ELMIRA, N.Y. (WETM) – A 12-foot-high replica stockade fence will be going up at the former site of Camp Rathbun on Windsor Avenue, more commonly known as “Hellmira.”
“It will be a 12 foot high wall, and it will have a parapet for the garden mounts and we’re thinking anywhere between a 40 to 50 foot section of it,” said Douglas Oakes, a board member of the ‘Friends of the Elmira Civil War Prison Camp,’ a volunteer group working to educate people about the history of the camp.
From 1864 to 1865, the original stockade surrounded about 40 acres, where a more than 12,000 confederate soldiers were held as prisoners. From training to recruiting, Elmira at the time was playing a key role in the North’s war effort.
The existing prisons overflowed and we ended up with the overflow,” said Terri Olszowy, a board member of ‘Friends of the Elmira Civil War Prison Camp.’
Some of the prisoners were housed in 30 former barracks buildings, that could hold about 100 men each. The rest were housed in standard army issued tents. Nearly 3,000 soldiers did not survive a particularly harsh winter, and outbreak of disease.
“We have soldiers who are coming up from the deep South,” said Olszowy. “While they do have winters and cold weather down there. This was a bit extreme. It was extreme for the locals. When you think about it, chronic diarrhea and dysentery today are easily fixed with medications that were not available, the same thing with smallpox.”
“The problem is, is during the Civil War, nobody knew really how to handle large numbers of prisoners. The logistics of prison camps was horrendous, across the board, North and South. Don’t get me wrong conditions were very harsh here. People suffered here as prisoners of war. But that wasn’t necessarily an intentional attempt,” said Olszowy.
“As they passed away, there was a structure called the Dead House, where they built actual coffins and then the coffins were picked up by a contractor, and the contractors name was John W. Jones. His museum is just up the road across from the cemetery itself.

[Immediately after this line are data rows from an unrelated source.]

//! Config validation: unknown-key detection with Levenshtein suggestions
//! and warnings for legal but suspicious values.
//!
//! Unknown keys are found by parsing the raw TOML into a `toml::Value` tree
//! before serde sees it. Nothing here ever rejects a config.

use super::DroneConfig;
use std::collections::HashSet;

/// Largest edit distance for which a "did you mean" suggestion is offered.
const MAX_SUGGESTION_DISTANCE: usize = 3;

/// A non-fatal config warning (typo, suspicious value).
#[derive(Debug, Clone)]
pub struct ValidationWarning {
    pub field: String,
    pub message: String,
    pub suggestion: Option<String>,
}

impl std::fmt::Display for ValidationWarning {
    fn fmt(&self, f: &mut std::fmt::Formatter<'_>) -> std::fmt::Result {
        write!(f, "{}", self.message)?;
        if let Some(ref s) = self.suggestion {
            write!(f, " (did you mean '{s}'?)")?;
        }
        Ok(())
    }
}

// ============================================================================
// Known Config Keys
// ============================================================================

/// Every valid dotted key path of [`DroneConfig`].
///
/// Kept by hand; a new field in drone_config.rs needs an entry here.
pub fn known_config_keys() -> HashSet<&'static str> {
    [
        "drone",
        "drone.name",
        "listener",
        "listener.addr",
        "collector",
        "collector.addr",
        "collector.timeout_secs",
        "battery",
        "battery.threshold",
        "battery.drain_per_tick",
        "battery.tick_secs",
        "forwarding",
        "forwarding.interval_secs",
        "forwarding.include_anomalies",
        "forwarding.queue_warn_len",
        "aggregation",
        "aggregation.window_capacity",
        "control",
        "control.enabled",
        "control.addr",
    ]
    .into_iter()
    .collect()
}

// ============================================================================
// Key Walking and Suggestions
// ============================================================================

/// Collect the dotted path of every key in a TOML tree, tables included.
///
/// `{ a = { b = 1 } }` yields `["a", "a.b"]`.
pub fn walk_toml_keys(value: &toml::Value, prefix: &str) -> Vec<String> {
    let Some(table) = value.as_table() else {
        return Vec::new();
    };

    let mut keys = Vec::with_capacity(table.len());
    for (key, child) in table {
        let path = match prefix {
            "" => key.clone(),
            _ => format!("{prefix}.{key}"),
        };
        if child.is_table() {
            let nested = walk_toml_keys(child, &path);
            keys.push(path);
            keys.extend(nested);
        } else {
            keys.push(path);
        }
    }
    keys
}

/// Edit distance between two strings, counted in chars.
fn levenshtein(a: &str, b: &str) -> usize {
    let b: Vec<char> = b.chars().collect();
    let mut row: Vec<usize> = (0..=b.len()).collect();

    for (i, ca) in a.chars().enumerate() {
        let mut diagonal = row[0];
        row[0] = i + 1;
        for (j, &cb) in b.iter().enumerate() {
            let substitution = diagonal + usize::from(ca != cb);
            diagonal = row[j + 1];
            row[j + 1] = substitution.min(row[j] + 1).min(row[j + 1] + 1);
        }
    }
    row[b.len()]
}

/// Closest known key within [`MAX_SUGGESTION_DISTANCE`] edits, if any.
pub fn suggest_correction(unknown: &str, known: &HashSet<&str>) -> Option<String> {
    known
        .iter()
        .map(|k| (levenshtein(unknown, k), *k))
        .filter(|(dist, _)| *dist <= MAX_SUGGESTION_DISTANCE)
        // Tie-break on the key so the answer does not depend on hash order
        .min()
        .map(|(_, k)| k.to_string())
}

// ============================================================================
// Entry Points
// ============================================================================

/// Warnings for every key in `raw_toml` that the config does not know.
///
/// Unparseable input yields no warnings; serde reports the parse error.
pub fn validate_unknown_keys(raw_toml: &str) -> Vec<ValidationWarning> {
    let Ok(value) = raw_toml.parse::<toml::Value>() else {
        return Vec::new();
    };

    let known = known_config_keys();
    walk_toml_keys(&value, "")
        .into_iter()
        .filter(|key| !known.contains(key.as_str()))
        .map(|key| ValidationWarning {
            suggestion: suggest_correction(&key, &known),
            message: format!("Unknown config key '{key}'"),
            field: key,
        })
        .collect()
}

/// Values that pass validation but probably are not what the operator meant.
pub fn suspicious_values(config: &DroneConfig) -> Vec<ValidationWarning> {
    let mut warnings = Vec::new();
    let mut push = |field: &str, message: String| {
        warnings.push(ValidationWarning {
            field: field.to_string(),
            message,
            suggestion: None,
        })
    };

    if config.battery.threshold >= 100.0 {
        push(
            "battery.threshold",
            "battery.threshold is 100: forwarding stops on the first battery tick".to_string(),
        );
    }
    if config.collector.timeout_secs > config.forwarding.interval_secs {
        push(
            "collector.timeout_secs",
            format!(
                "collector.timeout_secs ({}) exceeds forwarding.interval_secs ({}): a slow collector delays later ticks",
                config.collector.timeout_secs, config.forwarding.interval_secs
            ),
        );
    }
    if !config.forwarding.include_anomalies {
        push(
            "forwarding.include_anomalies",
            "forwarding.include_anomalies is false: the collector receives summaries only"
                .to_string(),
        );
    }

    warnings
}
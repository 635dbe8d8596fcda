use eyre::Result;

use rlekit_core_rs::num::Element;

use super::merge2::{merge2, merge_dense, merge_scalar, BinaryOp};
use super::RleVec;

/// The right-hand side of a binary vector operation.
///
/// The operand kind is resolved once per call, and the operation is dispatched to the
/// synchronized sweep (compressed), the run-by-run walk with direct indexing (dense), or the
/// broadcast over runs (scalar).
#[derive(Copy, Clone, PartialEq, Debug)]
pub enum Operand<'a, V> {
    Compressed(&'a RleVec<V>),
    Dense(&'a [V]),
    Scalar(V),
}

impl<'a, V: Element> Operand<'a, V> {
    /// Logical length of the operand, `None` for scalars which broadcast to any length.
    pub fn dim(&self) -> Option<usize> {
        match self {
            Operand::Compressed(rle) => Some(rle.dim()),
            Operand::Dense(dense) => Some(dense.len()),
            Operand::Scalar(_) => None,
        }
    }

    /// Compute `op(lhs[i], self[i])` for every element.
    pub fn combine(self, lhs: &RleVec<V>, op: impl BinaryOp<V>) -> Result<RleVec<V>> {
        match self {
            Operand::Compressed(rhs) => merge2(lhs, rhs, op),
            Operand::Dense(rhs) => merge_dense(lhs, rhs, op),
            Operand::Scalar(rhs) => Ok(merge_scalar(lhs, rhs, op)),
        }
    }
}

impl<'a, V> From<&'a RleVec<V>> for Operand<'a, V> {
    fn from(rle: &'a RleVec<V>) -> Self {
        Operand::Compressed(rle)
    }
}

impl<'a, V> From<&'a [V]> for Operand<'a, V> {
    fn from(dense: &'a [V]) -> Self {
        Operand::Dense(dense)
    }
}

impl<'a, V> From<&'a Vec<V>> for Operand<'a, V> {
    fn from(dense: &'a Vec<V>) -> Self {
        Operand::Dense(dense)
    }
}

impl<'a, V, const N: usize> From<&'a [V; N]> for Operand<'a, V> {
    fn from(dense: &'a [V; N]) -> Self {
        Operand::Dense(dense)
    }
}

macro_rules! impl_from_scalar {
    ($($t:ty),+ $(,)?) => {
        $(
            impl From<$t> for Operand<'_, $t> {
                fn from(scalar: $t) -> Self {
                    Operand::Scalar(scalar)
                }
            }
        )+
    };
}

impl_from_scalar!(i8, i16, i32, i64, isize, f32, f64);
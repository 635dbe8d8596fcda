use derive_more::{Display, Error};

/// Failures reported by run-length encoded collections.
///
/// All of them are detected before any mutation happens, a failed call never leaves a
/// collection in a partially edited state. Public operations wrap these errors in
/// `eyre::Report`; use `Report::downcast_ref::<RleError>()` to inspect the category.
#[derive(Debug, Clone, PartialEq, Eq, Display, Error)]
pub enum RleError {
    #[display("Index {index} is out of range for a vector of dimension {dim}")]
    OutOfRange { index: usize, dim: usize },

    #[display("Dimension mismatch: expected {expected}, got {actual}")]
    DimensionMismatch { expected: usize, actual: usize },

    #[display("Operation '{operation}' is not supported by run-length encoded vectors")]
    Unsupported { operation: &'static str },

    #[display("Invalid run list: values and lengths differ in size ({values} != {lengths})")]
    InvalidRun { values: usize, lengths: usize },

    #[display("Run starting at {start} has zero length")]
    EmptyRun { start: usize },
}

impl RleError {
    /// Ensure that `index` falls inside `[0, dim)`.
    #[inline]
    pub fn check_index(index: usize, dim: usize) -> Result<(), Self> {
        if index < dim {
            Ok(())
        } else {
            Err(RleError::OutOfRange { index, dim })
        }
    }

    /// Ensure that two dimensions are equal.
    #[inline]
    pub fn check_dim(expected: usize, actual: usize) -> Result<(), Self> {
        if expected == actual {
            Ok(())
        } else {
            Err(RleError::DimensionMismatch { expected, actual })
        }
    }
}

#[cfg(test)]
mod tests {
    use super::*;

    #[test]
    fn test_checks() {
        assert!(RleError::check_index(0, 1).is_ok());
        assert_eq!(
            RleError::check_index(3, 3),
            Err(RleError::OutOfRange { index: 3, dim: 3 })
        );
        assert!(RleError::check_dim(5, 5).is_ok());
        assert_eq!(
            RleError::check_dim(5, 4),
            Err(RleError::DimensionMismatch {
                expected: 5,
                actual: 4
            })
        );
    }

    #[test]
    fn test_report_downcast() {
        let report: eyre::Report = RleError::Unsupported { operation: "sort" }.into();
        assert_eq!(
            report.downcast_ref::<RleError>(),
            Some(&RleError::Unsupported { operation: "sort" })
        );
        assert_eq!(
            report.to_string(),
            "Operation 'sort' is not supported by run-length encoded vectors"
        );
    }
}
pub use rle_vec::{Operand, RleVec, Run};

pub mod rle_vec;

John W. Jones was a former slave who escaped from a plantation in Virginia. He settled in Elmira and became a key figure in the Underground Railroad. Jones also worked to identify the 2,973 Confederate soldiers who died in “Hellmira.” Because of his work, the soldiers are resting at Woodlawn National Cemetery.
“The body was cleaned up. It was laid in the into the box. They filled out a piece of paper with the guy’s name and unit information on it. Put it in a little glass bottle and stuck it under his arm. They held up the coffin, and then Jones would take it up to the camp.” said Olszowy.
“He is credited for maintaining the roster to the point where just about every grave marker up there has a name and a unit on it, which is unusual for a lot of mass burials. In the Civil War, a lot of times it was just an open trench and bodies got chucked in.”
The camp is also partnering with Elmira College for a symposium the weekend of August 4th, that will include lectures, tours of Civil War sites, and book signings.
“I constantly hear comments from people that have lived here their entire lives. They had no idea what history, what Civil War history went on here,” said Martin Chalk, president of the Friends of the Elmira Civil War Prison Camp. Mr. Chalk is also a Chemung County Legislator, representing the City of Elmira.
“Everything that’s been done here has been done pretty much with private donations. So, we will be looking for additional help as we build the stockade and as we move forward, but we feel it’s very important building knowledge and building buildings,” said Chalk. “We want to continue to build. We want to build knowledge, and we want to build places that people can come and see.”
“We encourage folks to come down and learn about all the extra history that nobody knows about, kind of like Hidden History, if you will,” said Olszowy.
The hope is to break ground on the stockade fence this Fall and have it completed by the Spring of 2024. The goal is to also build a new museum and research center, but that plan is still in its early stages.